OK, we’re using “halachot” (Jewish laws) in jest, but think of these Sports Fan “halachot” as a meaningful parable for Jewish involvement:
Good fans know their teams. They are aware of their playing schedules, know their rosters, have a good sense of their teams strength and weaknesses. There’s no standardized test for fans, and no one is expecting you to be a super-maven that can roll stats and records off their tongues, but to paraphrase Ethics of Our Fathers: You can’t be an ignorant fan. You have to know something. And the more you know, the richer the experience.
Knowledge alone can be abstract or indifferent. Real fans have passion, they are interested, concerned, invested. It’s not just stats. They actually care about who wins. Some fans take this passion to crazy extremes, but even ordinary run-of-the-mill fans need to have some passion.
3) Be Present
Not all fans are able to go to the games, but you have to be present in some way, either digitally or in person, at a good number of their games. Some fans are season-ticket holders, there for every opportunity, but even regular fans have to watch many games on TV, follow online or something. You gotta be present, fans have to show up.
There’s a reason people wear sports gear: hats, jerseys, etc. It is a proud sign of affiliation and demonstratable sense of connection. You don’t have to wear it 24/7 but if you are a fan you will have gear that you wear – even in a bad year.
5) All Season, W/L
If you just show up for the wins or big games, you are not a fan.
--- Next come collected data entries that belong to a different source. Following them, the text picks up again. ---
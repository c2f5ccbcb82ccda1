//! One client per configured destination.

use crate::client::{ClientRequest, ClientResponse, ResilientClient};
use crate::config::ClientsConfig;
use crate::error::{ClassifiedError, codes};
use crate::monitoring::{MonitoringSink, TracingSink};
use crate::token::{HttpTokenFetcher, TokenFetcher, TokenStore};
use std::collections::HashMap;
use std::sync::Arc;
use tracing::info;

/// Clients built from a [`ClientsConfig`], sharing one token store and sink.
#[derive(Debug)]
pub struct ClientRegistry {
    clients: HashMap<String, Arc<ResilientClient>>,
    tokens: Arc<TokenStore>,
}

impl ClientRegistry {
    /// Build clients for every profile, fetching tokens over HTTP and
    /// reporting to `tracing`.
    ///
    /// # Errors
    ///
    /// Fails on the first profile that cannot be turned into a client.
    pub fn from_config(config: &ClientsConfig) -> Result<Self, ClassifiedError> {
        Self::with_parts(config, Arc::new(HttpTokenFetcher::new()?), Arc::new(TracingSink))
    }

    /// Build clients with explicit collaborators.
    ///
    /// # Errors
    ///
    /// Fails on duplicate names or the first invalid profile.
    pub fn with_parts(
        config: &ClientsConfig,
        fetcher: Arc<dyn TokenFetcher>,
        sink: Arc<dyn MonitoringSink>,
    ) -> Result<Self, ClassifiedError> {
        config.validate()?;

        let tokens = Arc::new(TokenStore::new(fetcher).with_sink(Arc::clone(&sink)));
        let mut clients = HashMap::with_capacity(config.clients.len());
        for profile in &config.clients {
            let client = ResilientClient::with_parts(
                profile.clone(),
                Some(Arc::clone(&tokens)),
                Arc::clone(&sink),
            )?;
            info!(
                destination = %profile.name,
                address = %profile.address,
                oauth = profile.internal_oauth,
                "Registered client"
            );
            clients.insert(profile.name.clone(), Arc::new(client));
        }
        Ok(Self { clients, tokens })
    }

    /// Client for a destination.
    #[must_use]
    pub fn get(&self, name: &str) -> Option<Arc<ResilientClient>> {
        self.clients.get(name).cloned()
    }

    /// Client for a destination, failing for unknown names.
    ///
    /// # Errors
    ///
    /// Returns an unretryable `invalid_profile` error if no such profile exists.
    pub fn client(&self, name: &str) -> Result<Arc<ResilientClient>, ClassifiedError> {
        self.get(name).ok_or_else(|| {
            ClassifiedError::unretryable(
                codes::INVALID_PROFILE,
                format!("no client profile named {name}"),
            )
            .with_param(name)
        })
    }

    /// Execute a request against a named destination.
    ///
    /// # Errors
    ///
    /// See [`ResilientClient::execute`].
    pub async fn execute(
        &self,
        name: &str,
        request: ClientRequest,
    ) -> Result<ClientResponse, ClassifiedError> {
        self.client(name)?.execute(request).await
    }

    /// Shared token store.
    #[must_use]
    pub const fn token_store(&self) -> &Arc<TokenStore> {
        &self.tokens
    }

    /// Registered destination names.
    pub fn names(&self) -> impl Iterator<Item = &str> {
        self.clients.keys().map(String::as_str)
    }
}

#[cfg(test)]
mod tests {
    use super::*;
    use crate::profile::{AuthConfig, ClientProfile};
    use crate::token::MockTokenFetcher;
    use wiremock::matchers::{header, method};
    use wiremock::{Mock, MockServer, ResponseTemplate};

    fn config(server: &MockServer) -> ClientsConfig {
        ClientsConfig {
            clients: vec![
                ClientProfile::new("billing", server.uri()).with_oauth(AuthConfig::new(
                    "http://sso.internal/token",
                    "billing-client",
                    "s3cret",
                )),
                ClientProfile::new("ledger", server.uri()),
            ],
            ..ClientsConfig::default()
        }
    }

    #[tokio::test]
    async fn test_registry_routes_by_name() {
        let server = MockServer::start().await;
        Mock::given(method("GET"))
            .and(header("authorization", "Bearer token-1"))
            .respond_with(ResponseTemplate::new(200))
            .expect(1)
            .mount(&server)
            .await;
        Mock::given(method("GET"))
            .respond_with(ResponseTemplate::new(204))
            .expect(1)
            .mount(&server)
            .await;

        let fetcher = Arc::new(MockTokenFetcher::new());
        let registry = ClientRegistry::with_parts(
            &config(&server),
            Arc::clone(&fetcher) as Arc<dyn TokenFetcher>,
            Arc::new(TracingSink),
        )
        .unwrap();

        let mut names: Vec<_> = registry.names().collect();
        names.sort_unstable();
        assert_eq!(names, vec!["billing", "ledger"]);

        assert_eq!(registry.execute("billing", ClientRequest::get("/")).await.unwrap().status, 200);
        assert_eq!(registry.execute("ledger", ClientRequest::get("/")).await.unwrap().status, 204);
        assert_eq!(fetcher.fetch_calls(), 1);
    }

    #[tokio::test]
    async fn test_unknown_destination_rejected() {
        let server = MockServer::start().await;
        let registry = ClientRegistry::with_parts(
            &config(&server),
            Arc::new(MockTokenFetcher::new()),
            Arc::new(TracingSink),
        )
        .unwrap();

        let err = registry.execute("missing", ClientRequest::get("/")).await.unwrap_err();
        assert_eq!(err.code, codes::INVALID_PROFILE);
        assert!(registry.get("missing").is_none());
    }

    #[test]
    fn test_invalid_profile_fails_construction() {
        let config = ClientsConfig {
            clients: vec![ClientProfile::new("bad", "::not-a-url::")],
            ..ClientsConfig::default()
        };
        let err = ClientRegistry::with_parts(
            &config,
            Arc::new(MockTokenFetcher::new()),
            Arc::new(TracingSink),
        )
        .unwrap_err();
        assert_eq!(err.code, codes::INVALID_PROFILE);
    }
}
Fans are there through good times and bad, through wins and losses, even whole seasons which go belly-up. Real fans are dedicated, they are there for their teams, hold out some hope, they are there for everything. No matter what (well, pretty much).
I’m not such a sports fan myself, so why I am sharing this? I think there are great Jewish involvement messages here.
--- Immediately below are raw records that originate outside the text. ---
//! HTTP client construction per destination.
//!
//! Each profile gets its own `reqwest::Client`, so connection pools and
//! timeouts are isolated between destinations.

use crate::error::{ClassifiedError, codes};
use crate::profile::{ClientProfile, ProxyConfig};
use reqwest::{Client, ClientBuilder, Proxy};
use std::time::Duration;

/// User agent sent on every request.
pub const USER_AGENT: &str = concat!("resilient-client/", env!("CARGO_PKG_VERSION"));

const TCP_KEEPALIVE: Duration = Duration::from_secs(300);

/// Build the HTTP client for a profile.
///
/// Applies connect/read timeouts, pool idle limits, TCP keepalive, rustls
/// and the optional proxy.
///
/// # Errors
///
/// Returns an unretryable error if the proxy address is malformed or the
/// client cannot be built.
///
/// # Examples
///
/// ```
/// use resilient_client::{ClientProfile, build_http_client};
///
/// let profile = ClientProfile::new("billing", "http://billing.internal");
/// let client = build_http_client(&profile).expect("Failed to build client");
/// ```
pub fn build_http_client(profile: &ClientProfile) -> Result<Client, ClassifiedError> {
    let mut builder = ClientBuilder::new()
        .connect_timeout(profile.timeout.connect())
        .read_timeout(profile.timeout.read())
        .pool_idle_timeout(profile.pool.max_idle_time())
        .pool_max_idle_per_host(profile.pool.max_connections)
        .tcp_keepalive(TCP_KEEPALIVE)
        .user_agent(USER_AGENT)
        .use_rustls_tls();

    if profile.proxy.enabled {
        builder = apply_proxy(builder, &profile.proxy, &profile.name)?;
    }

    builder.build().map_err(|e| {
        ClassifiedError::unretryable(
            codes::INVALID_PROFILE,
            format!("failed to build HTTP client: {e}"),
        )
        .with_param(&profile.name)
    })
}

fn apply_proxy(
    mut builder: ClientBuilder,
    proxy: &ProxyConfig,
    destination: &str,
) -> Result<ClientBuilder, ClassifiedError> {
    let invalid = |e: reqwest::Error| {
        ClassifiedError::unretryable(codes::INVALID_PROFILE, format!("invalid proxy: {e}"))
            .with_param(destination)
    };

    if let (Some(host), Some(port)) = (&proxy.host, proxy.port) {
        builder = builder.proxy(Proxy::http(format!("http://{host}:{port}")).map_err(invalid)?);
    }
    if let (Some(host), Some(port)) = (&proxy.https_host, proxy.https_port) {
        builder = builder.proxy(Proxy::https(format!("http://{host}:{port}")).map_err(invalid)?);
    }
    Ok(builder)
}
Think of how empowering Jewish knowledge (“halacha #1) can be. Yes, you can be Jewish without it, but it’s not the same. But academic knowledge alone without emotional feeling (“halacha” #2) is too cold, it lacks connection, it’s too distant or impersonal. On the other hand, emotional passion alone can be unbridled, irrational, get out of hand. It can be empty or shallow. Knowledge lends gravitas, depth, a better understanding, its based on real stuff not just hype and feelings. Judaism thrives on that balance of knowledge and emotion, Chabad Chassidus speaks a lot about how we need both.
Yes, we can be Jewish at heart, but being Jewish without doing Jewish (“halacha” #3) is empty and vague. Jewish kids who are involved with Jewish life on campus have a much richer full-bodied engaging and transforming Jewish experience. It’s about coming out to events (like games), staying in touch, being connected. Being a part of it. Doing something, not just talking the talk.
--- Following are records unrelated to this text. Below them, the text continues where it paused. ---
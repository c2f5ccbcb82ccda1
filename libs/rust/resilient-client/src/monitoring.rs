//! Monitoring events and sinks.
//!
//! The request executor and the token store report what they did through a
//! [`MonitoringSink`]. Sinks observe only; they never influence control flow.

use crate::error::{ClassifiedError, ErrorKind};
use crate::metrics::ClientMetrics;
use crate::profile::LogConfig;
use chrono::{DateTime, Utc};
use parking_lot::Mutex;
use reqwest::header::HeaderMap;
use std::sync::Arc;
use std::time::Duration;
use tracing::{debug, info, warn};

/// Placeholder logged instead of sensitive header values.
pub const OBFUSCATED_VALUE: &str = "xxxxx";

/// How a call ended.
#[derive(Debug, Clone, PartialEq, Eq)]
pub enum CallOutcome {
    /// Downstream answered with a success status
    Success {
        /// HTTP status
        status: u16,
    },
    /// Call ended with a classified error
    Failure {
        /// Error kind
        kind: ErrorKind,
        /// Error code
        code: String,
        /// HTTP status, when one was received
        status: Option<u16>,
    },
}

impl CallOutcome {
    /// Outcome describing a terminal error.
    #[must_use]
    pub fn from_error(error: &ClassifiedError) -> Self {
        Self::Failure {
            kind: error.kind,
            code: error.code.clone(),
            status: error.status,
        }
    }

    /// Whether the call succeeded.
    #[must_use]
    pub const fn is_success(&self) -> bool {
        matches!(self, Self::Success { .. })
    }
}

/// One completed `execute` call.
#[derive(Debug, Clone)]
pub struct CallEvent {
    /// Profile name
    pub destination: String,
    /// HTTP method
    pub method: String,
    /// Target URL
    pub target: String,
    /// Wall time across all attempts
    pub duration: Duration,
    /// Final outcome
    pub outcome: CallOutcome,
    /// Retries performed by the retry policy
    pub retry_count: u32,
    /// Trace id sent as `X-B3-TRACE-ID`
    pub request_id: String,
    /// Completion time
    pub timestamp: DateTime<Utc>,
}

/// How a token fetch or refresh ended.
#[derive(Debug, Clone, PartialEq, Eq)]
pub enum TokenOutcome {
    /// New token obtained with client credentials
    Issued,
    /// Token replaced through the refresh-token grant
    Refreshed,
    /// Fetch failed
    Failed {
        /// Error kind
        kind: ErrorKind,
        /// Error code
        code: String,
    },
}

/// One token fetch or refresh.
#[derive(Debug, Clone)]
pub struct TokenEvent {
    /// Profile name
    pub destination: String,
    /// Outcome
    pub outcome: TokenOutcome,
    /// Time spent talking to the identity endpoint
    pub duration: Duration,
    /// Completion time
    pub timestamp: DateTime<Utc>,
}

/// Receiver for monitoring events.
pub trait MonitoringSink: Send + Sync {
    /// Record a completed call.
    fn record_call(&self, event: &CallEvent);

    /// Record a token fetch or refresh.
    fn record_token(&self, event: &TokenEvent);
}

/// Sink that writes events to `tracing`.
#[derive(Debug, Default, Clone, Copy)]
pub struct TracingSink;

impl MonitoringSink for TracingSink {
    fn record_call(&self, event: &CallEvent) {
        let duration_ms = u64::try_from(event.duration.as_millis()).unwrap_or(u64::MAX);
        match &event.outcome {
            CallOutcome::Success { status } => info!(
                destination = %event.destination,
                method = %event.method,
                target = %event.target,
                status,
                duration_ms,
                retry_count = event.retry_count,
                request_id = %event.request_id,
                "Outbound call completed"
            ),
            CallOutcome::Failure { kind, code, status } => warn!(
                destination = %event.destination,
                method = %event.method,
                target = %event.target,
                kind = %kind,
                code = %code,
                status = ?status,
                duration_ms,
                retry_count = event.retry_count,
                request_id = %event.request_id,
                "Outbound call failed"
            ),
        }
    }

    fn record_token(&self, event: &TokenEvent) {
        let duration_ms = u64::try_from(event.duration.as_millis()).unwrap_or(u64::MAX);
        match &event.outcome {
            TokenOutcome::Failed { kind, code } => warn!(
                destination = %event.destination,
                kind = %kind,
                code = %code,
                duration_ms,
                "Token fetch failed"
            ),
            outcome => info!(
                destination = %event.destination,
                outcome = ?outcome,
                duration_ms,
                "Token obtained"
            ),
        }
    }
}

/// Sink that feeds [`ClientMetrics`].
#[derive(Debug, Clone, Default)]
pub struct MetricsSink {
    metrics: Arc<ClientMetrics>,
}

impl MetricsSink {
    /// Create a sink updating `metrics`.
    #[must_use]
    pub const fn new(metrics: Arc<ClientMetrics>) -> Self {
        Self { metrics }
    }

    /// Shared metrics handle.
    #[must_use]
    pub fn metrics(&self) -> Arc<ClientMetrics> {
        Arc::clone(&self.metrics)
    }
}

impl MonitoringSink for MetricsSink {
    fn record_call(&self, event: &CallEvent) {
        self.metrics.record_call(
            &event.destination,
            event.outcome.is_success(),
            event.retry_count,
            event.duration,
        );
    }

    fn record_token(&self, event: &TokenEvent) {
        let failed = matches!(event.outcome, TokenOutcome::Failed { .. });
        self.metrics.record_token(&event.destination, !failed);
    }
}

/// Sink that keeps every event in memory. Intended for tests.
#[derive(Debug, Default)]
pub struct RecordingSink {
    calls: Mutex<Vec<CallEvent>>,
    tokens: Mutex<Vec<TokenEvent>>,
}

impl RecordingSink {
    /// Create an empty recorder.
    #[must_use]
    pub fn new() -> Self {
        Self::default()
    }

    /// Recorded call events.
    #[must_use]
    pub fn calls(&self) -> Vec<CallEvent> {
        self.calls.lock().clone()
    }

    /// Recorded token events.
    #[must_use]
    pub fn tokens(&self) -> Vec<TokenEvent> {
        self.tokens.lock().clone()
    }
}

impl MonitoringSink for RecordingSink {
    fn record_call(&self, event: &CallEvent) {
        self.calls.lock().push(event.clone());
    }

    fn record_token(&self, event: &TokenEvent) {
        self.tokens.lock().push(event.clone());
    }
}

/// Render headers for logging, masking the configured sensitive names.
#[must_use]
pub fn obfuscate_headers(headers: &HeaderMap, sensitive: &[String]) -> Vec<(String, String)> {
    headers
        .iter()
        .map(|(name, value)| {
            let masked = sensitive.iter().any(|s| s.eq_ignore_ascii_case(name.as_str()));
            let shown = if masked {
                OBFUSCATED_VALUE.to_string()
            } else {
                value.to_str().unwrap_or("<binary>").to_string()
            };
            (name.as_str().to_string(), shown)
        })
        .collect()
}

/// Log one dispatch according to the profile's log settings.
pub fn log_request(
    config: &LogConfig,
    destination: &str,
    method: &str,
    url: &str,
    headers: &HeaderMap,
) {
    if !config.enabled {
        return;
    }
    info!(destination, method, url, "Start call API");
    if tracing::enabled!(tracing::Level::DEBUG) {
        for (name, value) in obfuscate_headers(headers, &config.obfuscate_headers) {
            debug!(destination, header = %name, value = %value, "Request header");
        }
    }
}
//! Access token acquisition and caching.

pub mod fetcher;
pub mod store;
pub mod types;

pub use fetcher::{HttpTokenFetcher, MockTokenFetcher, TokenFetcher, classify_token_error};
pub use store::{DEFAULT_SAFETY_MARGIN_MS, TokenStore};
pub use types::{AccessToken, TokenCacheEntry, TokenResponse, TokenState};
Identifying (“halacha” #4) is also a big key in Judaism. Think kippas, chai necklaces, Jewish stars, Chabad tshirts, something from Israel – being proud of who we are and doing our best to well represent it.
And “Halacha” #5 is important, too. Some Jews just show up on Yom-Kippur, like those people who turn on their TV to watch the Superbowl but don’t see any football all year. And there are those who come for fun times but don’t stick it out for when things are harder.
We’re not tearing up anyone’s fan card, or Jewish card for that matter. All fans and all Jews are welcome! But the sports fan analogy has some lessons to teach us about what Jewish involvement can be like if we’re more invested in these 5 “halachot” as a good sports fan would be!